### PROBLEM TO WORK ON
Your answer must hold only the lines below from the line containing "self.line_map.push((self.output_line, tkn.line));" through the line containing "directly onto the", each reproduced exactly.

Stored records

::::::

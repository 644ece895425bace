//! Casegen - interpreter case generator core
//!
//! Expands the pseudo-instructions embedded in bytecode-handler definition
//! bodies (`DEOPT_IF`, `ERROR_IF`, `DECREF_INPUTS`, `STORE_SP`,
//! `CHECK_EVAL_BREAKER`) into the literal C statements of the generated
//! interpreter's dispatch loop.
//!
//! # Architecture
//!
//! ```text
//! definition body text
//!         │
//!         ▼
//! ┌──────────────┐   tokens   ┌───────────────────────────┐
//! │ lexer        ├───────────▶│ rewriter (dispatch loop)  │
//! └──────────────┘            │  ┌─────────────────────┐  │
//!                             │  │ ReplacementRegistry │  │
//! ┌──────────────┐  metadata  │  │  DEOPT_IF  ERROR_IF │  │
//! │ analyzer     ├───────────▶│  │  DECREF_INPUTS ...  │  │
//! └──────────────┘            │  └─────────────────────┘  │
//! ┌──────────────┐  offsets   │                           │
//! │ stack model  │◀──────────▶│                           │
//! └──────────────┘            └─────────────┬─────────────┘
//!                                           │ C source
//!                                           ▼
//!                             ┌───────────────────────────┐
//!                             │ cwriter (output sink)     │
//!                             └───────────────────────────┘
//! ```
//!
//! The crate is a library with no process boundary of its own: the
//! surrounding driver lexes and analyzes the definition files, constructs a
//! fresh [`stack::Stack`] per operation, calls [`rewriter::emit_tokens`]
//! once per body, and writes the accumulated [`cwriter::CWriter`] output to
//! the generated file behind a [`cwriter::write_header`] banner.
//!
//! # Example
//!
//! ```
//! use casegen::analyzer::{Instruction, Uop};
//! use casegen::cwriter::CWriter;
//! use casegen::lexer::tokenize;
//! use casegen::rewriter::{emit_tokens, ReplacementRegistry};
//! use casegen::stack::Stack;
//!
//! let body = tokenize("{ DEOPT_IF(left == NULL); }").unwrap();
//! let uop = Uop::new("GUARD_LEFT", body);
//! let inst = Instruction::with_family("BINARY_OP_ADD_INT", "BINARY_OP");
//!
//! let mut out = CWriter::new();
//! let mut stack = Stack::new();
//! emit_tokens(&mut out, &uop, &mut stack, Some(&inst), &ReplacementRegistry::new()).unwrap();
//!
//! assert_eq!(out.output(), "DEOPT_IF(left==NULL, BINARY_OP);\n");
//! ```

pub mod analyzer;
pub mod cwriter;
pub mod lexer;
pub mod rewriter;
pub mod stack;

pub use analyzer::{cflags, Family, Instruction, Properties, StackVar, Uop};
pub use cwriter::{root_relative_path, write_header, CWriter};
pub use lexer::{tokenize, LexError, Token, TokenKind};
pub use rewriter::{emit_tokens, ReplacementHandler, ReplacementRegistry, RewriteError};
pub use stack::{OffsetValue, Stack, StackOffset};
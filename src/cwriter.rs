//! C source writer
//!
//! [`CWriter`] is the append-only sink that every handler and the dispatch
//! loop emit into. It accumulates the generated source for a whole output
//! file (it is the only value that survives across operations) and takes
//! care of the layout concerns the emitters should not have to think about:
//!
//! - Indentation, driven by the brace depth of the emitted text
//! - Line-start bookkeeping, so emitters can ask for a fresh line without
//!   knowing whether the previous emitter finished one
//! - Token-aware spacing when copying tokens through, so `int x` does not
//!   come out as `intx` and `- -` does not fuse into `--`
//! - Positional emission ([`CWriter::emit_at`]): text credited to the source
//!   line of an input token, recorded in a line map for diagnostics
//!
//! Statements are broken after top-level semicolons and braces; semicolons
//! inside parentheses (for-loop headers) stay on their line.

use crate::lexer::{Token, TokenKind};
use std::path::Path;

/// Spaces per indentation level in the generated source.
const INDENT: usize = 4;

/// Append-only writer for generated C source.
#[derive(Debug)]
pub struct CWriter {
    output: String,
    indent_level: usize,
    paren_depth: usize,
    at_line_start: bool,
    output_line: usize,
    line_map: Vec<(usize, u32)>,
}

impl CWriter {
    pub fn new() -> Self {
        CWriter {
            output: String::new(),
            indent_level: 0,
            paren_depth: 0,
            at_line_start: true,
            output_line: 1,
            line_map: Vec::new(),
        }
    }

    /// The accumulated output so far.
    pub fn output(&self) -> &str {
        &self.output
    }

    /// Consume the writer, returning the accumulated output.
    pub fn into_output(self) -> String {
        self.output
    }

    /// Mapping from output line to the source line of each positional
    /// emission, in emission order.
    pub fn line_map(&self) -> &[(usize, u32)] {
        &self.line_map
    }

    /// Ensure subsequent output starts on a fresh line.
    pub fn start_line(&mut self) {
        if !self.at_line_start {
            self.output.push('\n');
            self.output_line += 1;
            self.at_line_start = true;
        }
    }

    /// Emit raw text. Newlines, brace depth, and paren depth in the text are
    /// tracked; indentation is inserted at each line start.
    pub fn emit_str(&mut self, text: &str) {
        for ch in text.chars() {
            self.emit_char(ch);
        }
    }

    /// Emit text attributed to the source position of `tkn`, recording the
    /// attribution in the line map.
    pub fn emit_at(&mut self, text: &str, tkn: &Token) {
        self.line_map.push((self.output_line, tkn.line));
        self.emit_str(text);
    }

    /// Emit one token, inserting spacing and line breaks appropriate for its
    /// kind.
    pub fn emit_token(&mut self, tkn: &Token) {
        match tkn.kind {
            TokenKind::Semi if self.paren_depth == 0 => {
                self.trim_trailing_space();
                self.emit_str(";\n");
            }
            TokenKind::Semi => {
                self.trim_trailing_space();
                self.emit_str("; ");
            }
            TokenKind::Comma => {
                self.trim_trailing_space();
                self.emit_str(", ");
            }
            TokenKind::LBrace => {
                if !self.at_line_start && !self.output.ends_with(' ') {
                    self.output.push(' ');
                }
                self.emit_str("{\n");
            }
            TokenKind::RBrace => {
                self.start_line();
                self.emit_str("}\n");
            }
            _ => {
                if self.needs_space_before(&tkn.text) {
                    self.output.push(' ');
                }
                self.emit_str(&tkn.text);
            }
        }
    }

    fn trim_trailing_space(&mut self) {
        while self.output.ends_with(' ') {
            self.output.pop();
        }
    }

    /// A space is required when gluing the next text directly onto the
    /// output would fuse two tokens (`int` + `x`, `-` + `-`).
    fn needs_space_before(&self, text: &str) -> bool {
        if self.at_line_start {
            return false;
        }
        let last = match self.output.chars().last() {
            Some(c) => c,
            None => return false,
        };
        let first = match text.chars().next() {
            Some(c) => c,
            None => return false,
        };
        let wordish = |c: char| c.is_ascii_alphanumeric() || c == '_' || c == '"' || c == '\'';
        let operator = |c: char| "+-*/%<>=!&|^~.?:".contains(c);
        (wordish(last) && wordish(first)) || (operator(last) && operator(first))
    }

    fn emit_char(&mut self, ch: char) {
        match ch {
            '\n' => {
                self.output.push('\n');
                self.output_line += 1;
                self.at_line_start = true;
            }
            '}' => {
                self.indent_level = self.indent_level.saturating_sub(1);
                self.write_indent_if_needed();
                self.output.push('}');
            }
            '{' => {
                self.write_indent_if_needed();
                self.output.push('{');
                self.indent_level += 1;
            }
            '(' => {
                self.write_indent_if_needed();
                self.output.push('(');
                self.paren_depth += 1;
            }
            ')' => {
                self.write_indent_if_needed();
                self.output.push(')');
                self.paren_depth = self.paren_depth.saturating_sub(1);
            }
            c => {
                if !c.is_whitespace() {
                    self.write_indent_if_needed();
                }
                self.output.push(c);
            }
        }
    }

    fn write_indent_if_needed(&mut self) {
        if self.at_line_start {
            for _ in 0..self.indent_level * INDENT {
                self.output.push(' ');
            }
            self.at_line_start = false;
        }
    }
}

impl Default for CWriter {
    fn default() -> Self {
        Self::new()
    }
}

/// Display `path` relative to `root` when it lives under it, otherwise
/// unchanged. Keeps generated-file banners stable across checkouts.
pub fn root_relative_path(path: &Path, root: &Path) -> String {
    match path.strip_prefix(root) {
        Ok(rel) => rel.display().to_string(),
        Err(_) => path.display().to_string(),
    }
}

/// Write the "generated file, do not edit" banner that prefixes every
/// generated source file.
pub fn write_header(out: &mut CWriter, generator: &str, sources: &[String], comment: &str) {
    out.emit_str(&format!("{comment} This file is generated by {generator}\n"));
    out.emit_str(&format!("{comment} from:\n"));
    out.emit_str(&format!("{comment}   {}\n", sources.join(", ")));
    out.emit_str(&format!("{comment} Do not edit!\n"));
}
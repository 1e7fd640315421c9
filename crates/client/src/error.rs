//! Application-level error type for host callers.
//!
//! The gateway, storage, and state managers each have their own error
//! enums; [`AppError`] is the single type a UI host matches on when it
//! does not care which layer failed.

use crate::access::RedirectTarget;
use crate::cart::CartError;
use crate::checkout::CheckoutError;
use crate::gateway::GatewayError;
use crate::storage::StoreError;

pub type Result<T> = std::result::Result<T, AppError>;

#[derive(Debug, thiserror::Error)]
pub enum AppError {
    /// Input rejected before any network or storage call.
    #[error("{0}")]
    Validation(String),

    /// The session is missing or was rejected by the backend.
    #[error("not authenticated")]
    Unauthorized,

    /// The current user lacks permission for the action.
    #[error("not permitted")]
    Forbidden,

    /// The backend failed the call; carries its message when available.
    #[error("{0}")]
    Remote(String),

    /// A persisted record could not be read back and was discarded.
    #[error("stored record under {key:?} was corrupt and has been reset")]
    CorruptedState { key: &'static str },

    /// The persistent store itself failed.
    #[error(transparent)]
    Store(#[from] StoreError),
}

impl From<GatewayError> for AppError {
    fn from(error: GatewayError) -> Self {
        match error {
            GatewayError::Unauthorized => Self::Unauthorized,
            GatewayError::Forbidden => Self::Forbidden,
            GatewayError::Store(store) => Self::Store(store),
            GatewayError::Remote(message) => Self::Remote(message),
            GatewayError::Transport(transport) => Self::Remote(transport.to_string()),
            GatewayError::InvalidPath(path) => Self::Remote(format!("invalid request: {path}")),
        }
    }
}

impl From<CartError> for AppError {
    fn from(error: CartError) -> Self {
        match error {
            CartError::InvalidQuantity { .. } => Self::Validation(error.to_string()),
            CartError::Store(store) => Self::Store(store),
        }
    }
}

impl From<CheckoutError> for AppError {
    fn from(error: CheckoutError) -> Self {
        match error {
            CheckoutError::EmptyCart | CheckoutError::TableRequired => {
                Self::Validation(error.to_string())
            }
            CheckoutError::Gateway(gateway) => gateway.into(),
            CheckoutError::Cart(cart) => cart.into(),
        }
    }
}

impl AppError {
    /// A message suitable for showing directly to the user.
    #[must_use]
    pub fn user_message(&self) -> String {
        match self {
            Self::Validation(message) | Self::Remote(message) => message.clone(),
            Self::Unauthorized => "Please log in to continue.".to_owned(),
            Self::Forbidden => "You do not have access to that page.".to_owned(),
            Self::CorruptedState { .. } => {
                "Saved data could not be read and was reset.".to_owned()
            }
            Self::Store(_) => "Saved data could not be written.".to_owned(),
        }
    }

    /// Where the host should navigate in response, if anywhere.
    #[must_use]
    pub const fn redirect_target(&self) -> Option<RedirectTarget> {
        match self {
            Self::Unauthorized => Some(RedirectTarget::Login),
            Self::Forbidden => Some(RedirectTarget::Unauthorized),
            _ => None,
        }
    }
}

::::::

### WRITTEN ANSWER
        self.line_map.push((self.output_line, tkn.line));
        self.emit_str(text);
    }

    /// Emit one token, inserting spacing and line breaks appropriate for its
    /// kind.
    pub fn emit_token(&mut self, tkn: &Token) {
        match tkn.kind {
            TokenKind::Semi if self.paren_depth == 0 => {
                self.trim_trailing_space();
                self.emit_str(";\n");
            }
            TokenKind::Semi => {
                self.trim_trailing_space();
                self.emit_str("; ");
            }
            TokenKind::Comma => {
                self.trim_trailing_space();
                self.emit_str(", ");
            }
            TokenKind::LBrace => {
                if !self.at_line_start && !self.output.ends_with(' ') {
                    self.output.push(' ');
                }
                self.emit_str("{\n");
            }
            TokenKind::RBrace => {
                self.start_line();
                self.emit_str("}\n");
            }
            _ => {
                if self.needs_space_before(&tkn.text) {
                    self.output.push(' ');
                }
                self.emit_str(&tkn.text);
            }
        }
    }

    fn trim_trailing_space(&mut self) {
        while self.output.ends_with(' ') {
            self.output.pop();
        }
    }

    /// A space is required when gluing the next text directly onto the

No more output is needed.